### Exercise brief
Every entry needs to be duplicated exactly.

### Stored items
========================
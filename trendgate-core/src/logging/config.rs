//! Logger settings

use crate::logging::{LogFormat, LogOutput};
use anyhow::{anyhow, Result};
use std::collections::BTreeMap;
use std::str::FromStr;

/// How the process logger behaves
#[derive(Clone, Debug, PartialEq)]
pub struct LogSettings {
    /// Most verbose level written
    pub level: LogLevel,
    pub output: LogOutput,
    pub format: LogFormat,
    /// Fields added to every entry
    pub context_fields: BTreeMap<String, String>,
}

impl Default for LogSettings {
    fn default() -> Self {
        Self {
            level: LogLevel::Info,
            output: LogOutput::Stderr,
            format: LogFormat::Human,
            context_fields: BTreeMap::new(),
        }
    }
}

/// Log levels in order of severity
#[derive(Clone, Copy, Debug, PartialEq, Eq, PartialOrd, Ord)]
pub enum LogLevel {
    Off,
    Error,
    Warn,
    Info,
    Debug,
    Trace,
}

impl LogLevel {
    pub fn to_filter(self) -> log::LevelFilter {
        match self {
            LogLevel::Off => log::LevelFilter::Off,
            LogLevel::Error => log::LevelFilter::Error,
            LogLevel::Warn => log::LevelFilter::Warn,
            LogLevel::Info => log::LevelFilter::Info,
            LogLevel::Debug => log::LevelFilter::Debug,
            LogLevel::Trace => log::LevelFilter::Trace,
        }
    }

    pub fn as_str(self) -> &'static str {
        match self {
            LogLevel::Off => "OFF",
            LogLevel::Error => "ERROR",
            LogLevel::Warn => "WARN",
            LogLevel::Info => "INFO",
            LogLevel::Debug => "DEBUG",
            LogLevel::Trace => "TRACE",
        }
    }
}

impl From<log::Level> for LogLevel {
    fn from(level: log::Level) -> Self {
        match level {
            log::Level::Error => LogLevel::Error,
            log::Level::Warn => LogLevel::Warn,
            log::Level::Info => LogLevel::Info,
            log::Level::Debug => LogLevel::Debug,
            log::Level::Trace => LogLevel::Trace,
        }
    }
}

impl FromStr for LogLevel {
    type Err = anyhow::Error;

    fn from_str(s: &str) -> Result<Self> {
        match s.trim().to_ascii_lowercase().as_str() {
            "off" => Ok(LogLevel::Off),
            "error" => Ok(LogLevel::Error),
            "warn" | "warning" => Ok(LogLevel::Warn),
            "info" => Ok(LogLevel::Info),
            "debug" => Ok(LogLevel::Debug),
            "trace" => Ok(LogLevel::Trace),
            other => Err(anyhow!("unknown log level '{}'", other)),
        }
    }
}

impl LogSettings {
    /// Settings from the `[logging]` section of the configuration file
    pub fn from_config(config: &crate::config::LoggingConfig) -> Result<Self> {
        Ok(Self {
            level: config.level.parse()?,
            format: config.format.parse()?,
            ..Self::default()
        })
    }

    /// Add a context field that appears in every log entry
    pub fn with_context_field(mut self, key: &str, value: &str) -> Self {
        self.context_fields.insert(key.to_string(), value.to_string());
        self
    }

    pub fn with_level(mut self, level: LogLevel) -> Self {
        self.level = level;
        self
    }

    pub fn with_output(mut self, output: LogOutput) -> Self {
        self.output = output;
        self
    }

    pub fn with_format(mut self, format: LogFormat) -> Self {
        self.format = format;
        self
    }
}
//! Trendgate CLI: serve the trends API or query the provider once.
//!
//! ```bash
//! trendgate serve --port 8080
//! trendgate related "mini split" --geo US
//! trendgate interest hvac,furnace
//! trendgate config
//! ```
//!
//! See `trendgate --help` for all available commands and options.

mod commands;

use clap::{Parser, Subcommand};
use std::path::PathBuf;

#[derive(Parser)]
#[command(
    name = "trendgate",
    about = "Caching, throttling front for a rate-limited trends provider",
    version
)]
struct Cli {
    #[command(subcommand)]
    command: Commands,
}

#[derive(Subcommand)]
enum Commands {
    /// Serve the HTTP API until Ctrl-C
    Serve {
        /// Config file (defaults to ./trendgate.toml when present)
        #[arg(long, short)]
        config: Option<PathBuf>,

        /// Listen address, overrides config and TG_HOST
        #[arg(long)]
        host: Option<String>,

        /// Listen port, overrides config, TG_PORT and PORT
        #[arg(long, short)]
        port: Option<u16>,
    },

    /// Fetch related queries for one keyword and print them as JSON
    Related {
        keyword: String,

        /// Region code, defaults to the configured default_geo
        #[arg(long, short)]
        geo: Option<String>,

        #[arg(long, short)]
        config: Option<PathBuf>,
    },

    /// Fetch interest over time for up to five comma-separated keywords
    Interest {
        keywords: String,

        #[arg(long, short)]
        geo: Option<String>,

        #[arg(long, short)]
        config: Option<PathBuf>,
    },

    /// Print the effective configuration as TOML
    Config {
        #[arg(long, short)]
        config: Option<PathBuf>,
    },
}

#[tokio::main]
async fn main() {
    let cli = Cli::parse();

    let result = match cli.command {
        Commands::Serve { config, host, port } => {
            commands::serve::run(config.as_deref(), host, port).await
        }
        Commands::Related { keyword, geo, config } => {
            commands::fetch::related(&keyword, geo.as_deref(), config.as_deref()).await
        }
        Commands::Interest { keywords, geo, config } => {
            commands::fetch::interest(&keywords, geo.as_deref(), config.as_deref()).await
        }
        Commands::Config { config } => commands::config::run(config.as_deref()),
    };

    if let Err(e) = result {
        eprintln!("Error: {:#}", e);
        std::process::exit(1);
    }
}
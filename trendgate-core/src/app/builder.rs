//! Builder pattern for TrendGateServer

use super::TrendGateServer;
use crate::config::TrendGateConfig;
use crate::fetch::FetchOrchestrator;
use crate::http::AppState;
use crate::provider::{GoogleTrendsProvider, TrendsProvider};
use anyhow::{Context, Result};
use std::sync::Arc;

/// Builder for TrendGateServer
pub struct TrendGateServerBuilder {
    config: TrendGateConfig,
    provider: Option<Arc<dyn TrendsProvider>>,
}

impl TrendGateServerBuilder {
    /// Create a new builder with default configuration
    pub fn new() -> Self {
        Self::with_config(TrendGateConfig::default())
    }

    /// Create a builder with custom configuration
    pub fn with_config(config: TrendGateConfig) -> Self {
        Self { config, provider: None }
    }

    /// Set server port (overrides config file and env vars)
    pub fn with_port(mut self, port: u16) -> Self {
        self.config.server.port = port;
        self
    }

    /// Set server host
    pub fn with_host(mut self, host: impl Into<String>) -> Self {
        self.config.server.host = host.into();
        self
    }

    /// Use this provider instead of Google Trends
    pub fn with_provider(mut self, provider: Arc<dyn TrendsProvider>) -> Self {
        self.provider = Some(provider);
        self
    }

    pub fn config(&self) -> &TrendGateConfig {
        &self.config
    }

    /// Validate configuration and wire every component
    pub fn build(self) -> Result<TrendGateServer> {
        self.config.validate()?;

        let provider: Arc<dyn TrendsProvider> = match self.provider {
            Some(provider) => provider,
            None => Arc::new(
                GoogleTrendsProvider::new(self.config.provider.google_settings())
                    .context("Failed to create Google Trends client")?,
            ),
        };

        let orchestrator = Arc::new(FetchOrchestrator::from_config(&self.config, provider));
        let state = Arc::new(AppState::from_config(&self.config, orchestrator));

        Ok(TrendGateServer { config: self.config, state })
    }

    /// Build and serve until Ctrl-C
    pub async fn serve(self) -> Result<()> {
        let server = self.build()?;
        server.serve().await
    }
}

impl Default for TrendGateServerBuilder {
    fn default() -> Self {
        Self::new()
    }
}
========================
### Task response
filename trendgate-core/src/logging/config.rs
//! Logger settings

use crate::logging::{LogFormat, LogOutput};
use anyhow::{anyhow, Result};
use std::collections::BTreeMap;
use std::str::FromStr;

/// How the process logger behaves
#[derive(Clone, Debug, PartialEq)]
pub struct LogSettings {
    /// Most verbose level written
    pub level: LogLevel,
    pub output: LogOutput,
    pub format: LogFormat,
    /// Fields added to every entry
    pub context_fields: BTreeMap<String, String>,
}

impl Default for LogSettings {
    fn default() -> Self {
        Self {
            level: LogLevel::Info,
            output: LogOutput::Stderr,
            format: LogFormat::Human,
            context_fields: BTreeMap::new(),
        }
    }
}

/// Log levels in order of severity
#[derive(Clone, Copy, Debug, PartialEq, Eq, PartialOrd, Ord)]
pub enum LogLevel {
    Off,
    Error,
    Warn,
    Info,
    Debug,
    Trace,
}

impl LogLevel {
    pub fn to_filter(self) -> log::LevelFilter {
        match self {
            LogLevel::Off => log::LevelFilter::Off,
            LogLevel::Error => log::LevelFilter::Error,
            LogLevel::Warn => log::LevelFilter::Warn,
            LogLevel::Info => log::LevelFilter::Info,
            LogLevel::Debug => log::LevelFilter::Debug,
            LogLevel::Trace => log::LevelFilter::Trace,
        }
    }

    pub fn as_str(self) -> &'static str {
        match self {
            LogLevel::Off => "OFF",
            LogLevel::Error => "ERROR",
            LogLevel::Warn => "WARN",
            LogLevel::Info => "INFO",
            LogLevel::Debug => "DEBUG",
            LogLevel::Trace => "TRACE",
        }
    }
}

impl From<log::Level> for LogLevel {
    fn from(level: log::Level) -> Self {
        match level {
            log::Level::Error => LogLevel::Error,
            log::Level::Warn => LogLevel::Warn,
            log::Level::Info => LogLevel::Info,
            log::Level::Debug => LogLevel::Debug,
            log::Level::Trace => LogLevel::Trace,
        }
    }
}

impl FromStr for LogLevel {
    type Err = anyhow::Error;

    fn from_str(s: &str) -> Result<Self> {
        match s.trim().to_ascii_lowercase().as_str() {
            "off" => Ok(LogLevel::Off),
            "error" => Ok(LogLevel::Error),
            "warn" | "warning" => Ok(LogLevel::Warn),
            "info" => Ok(LogLevel::Info),
            "debug" => Ok(LogLevel::Debug),
            "trace" => Ok(LogLevel::Trace),
            other => Err(anyhow!("unknown log level '{}'", other)),
        }
    }
}

impl LogSettings {
    /// Settings from the `[logging]` section of the configuration file
    pub fn from_config(config: &crate::config::LoggingConfig) -> Result<Self> {
        Ok(Self {
            level: config.level.parse()?,
            format: config.format.parse()?,
            ..Self::default()
        })
    }

    /// Add a context field that appears in every log entry
    pub fn with_context_field(mut self, key: &str, value: &str) -> Self {
        self.context_fields.insert(key.to_string(), value.to_string());
        self
    }

    pub fn with_level(mut self, level: LogLevel) -> Self {
        self.level = level;
        self
    }

    pub fn with_output(mut self, output: LogOutput) -> Self {
        self.output = output;
        self
    }

    pub fn with_format(mut self, format: LogFormat) -> Self {
        self.format = format;
        self
    }
}
//! Trendgate CLI: serve the trends API or query the provider once.
//!
//! ```bash
//! trendgate serve --port 8080
//! trendgate related "mini split" --geo US
//! trendgate interest hvac,furnace
//! trendgate config
//! ```
//!
//! See `trendgate --help` for all available commands and options.

mod commands;

use clap::{Parser, Subcommand};
use std::path::PathBuf;

#[derive(Parser)]
#[command(
    name = "trendgate",
    about = "Caching, throttling front for a rate-limited trends provider",
    version
)]
struct Cli {
    #[command(subcommand)]
    command: Commands,
}

#[derive(Subcommand)]
enum Commands {
    /// Serve the HTTP API until Ctrl-C
    Serve {
        /// Config file (defaults to ./trendgate.toml when present)
        #[arg(long, short)]
        config: Option<PathBuf>,

        /// Listen address, overrides config and TG_HOST
        #[arg(long)]
        host: Option<String>,

        /// Listen port, overrides config, TG_PORT and PORT
        #[arg(long, short)]
        port: Option<u16>,
    },

    /// Fetch related queries for one keyword and print them as JSON
    Related {
        keyword: String,

        /// Region code, defaults to the configured default_geo
        #[arg(long, short)]
        geo: Option<String>,

        #[arg(long, short)]
        config: Option<PathBuf>,
    },

    /// Fetch interest over time for up to five comma-separated keywords
    Interest {
        keywords: String,

        #[arg(long, short)]
        geo: Option<String>,

        #[arg(long, short)]
        config: Option<PathBuf>,
    },

    /// Print the effective configuration as TOML
    Config {
        #[arg(long, short)]
        config: Option<PathBuf>,
    },
}

#[tokio::main]
async fn main() {
    let cli = Cli::parse();

    let result = match cli.command {
        Commands::Serve { config, host, port } => {
            commands::serve::run(config.as_deref(), host, port).await
        }
        Commands::Related { keyword, geo, config } => {
            commands::fetch::related(&keyword, geo.as_deref(), config.as_deref()).await
        }
        Commands::Interest { keywords, geo, config } => {
            commands::fetch::interest(&keywords, geo.as_deref(), config.as_deref()).await
        }
        Commands::Config { config } => commands::config::run(config.as_deref()),
    };

    if let Err(e) = result {
        eprintln!("Error: {:#}", e);
        std::process::exit(1);
    }
}
filename trendgate-core/src/app/builder.rs
//! Builder pattern for TrendGateServer

use super::TrendGateServer;
use crate::config::TrendGateConfig;
use crate::fetch::FetchOrchestrator;
use crate::http::AppState;
use crate::provider::{GoogleTrendsProvider, TrendsProvider};
use anyhow::{Context, Result};
use std::sync::Arc;

/// Builder for TrendGateServer
pub struct TrendGateServerBuilder {
    config: TrendGateConfig,
    provider: Option<Arc<dyn TrendsProvider>>,
}

impl TrendGateServerBuilder {
    /// Create a new builder with default configuration
    pub fn new() -> Self {
        Self::with_config(TrendGateConfig::default())
    }

    /// Create a builder with custom configuration
    pub fn with_config(config: TrendGateConfig) -> Self {
        Self { config, provider: None }
    }

    /// Set server port (overrides config file and env vars)
    pub fn with_port(mut self, port: u16) -> Self {
        self.config.server.port = port;
        self
    }

    /// Set server host
    pub fn with_host(mut self, host: impl Into<String>) -> Self {
        self.config.server.host = host.into();
        self
    }

    /// Use this provider instead of Google Trends
    pub fn with_provider(mut self, provider: Arc<dyn TrendsProvider>) -> Self {
        self.provider = Some(provider);
        self
    }

    pub fn config(&self) -> &TrendGateConfig {
        &self.config
    }

    /// Validate configuration and wire every component
    pub fn build(self) -> Result<TrendGateServer> {
        self.config.validate()?;

        let provider: Arc<dyn TrendsProvider> = match self.provider {
            Some(provider) => provider,
            None => Arc::new(
                GoogleTrendsProvider::new(self.config.provider.google_settings())
                    .context("Failed to create Google Trends client")?,
            ),
        };

        let orchestrator = Arc::new(FetchOrchestrator::from_config(&self.config, provider));
        let state = Arc::new(AppState::from_config(&self.config, orchestrator));

        Ok(TrendGateServer { config: self.config, state })
    }

    /// Build and serve until Ctrl-C
    pub async fn serve(self) -> Result<()> {
        let server = self.build()?;
        server.serve().await
    }
}

impl Default for TrendGateServerBuilder {
    fn default() -> Self {
        Self::new()
    }
}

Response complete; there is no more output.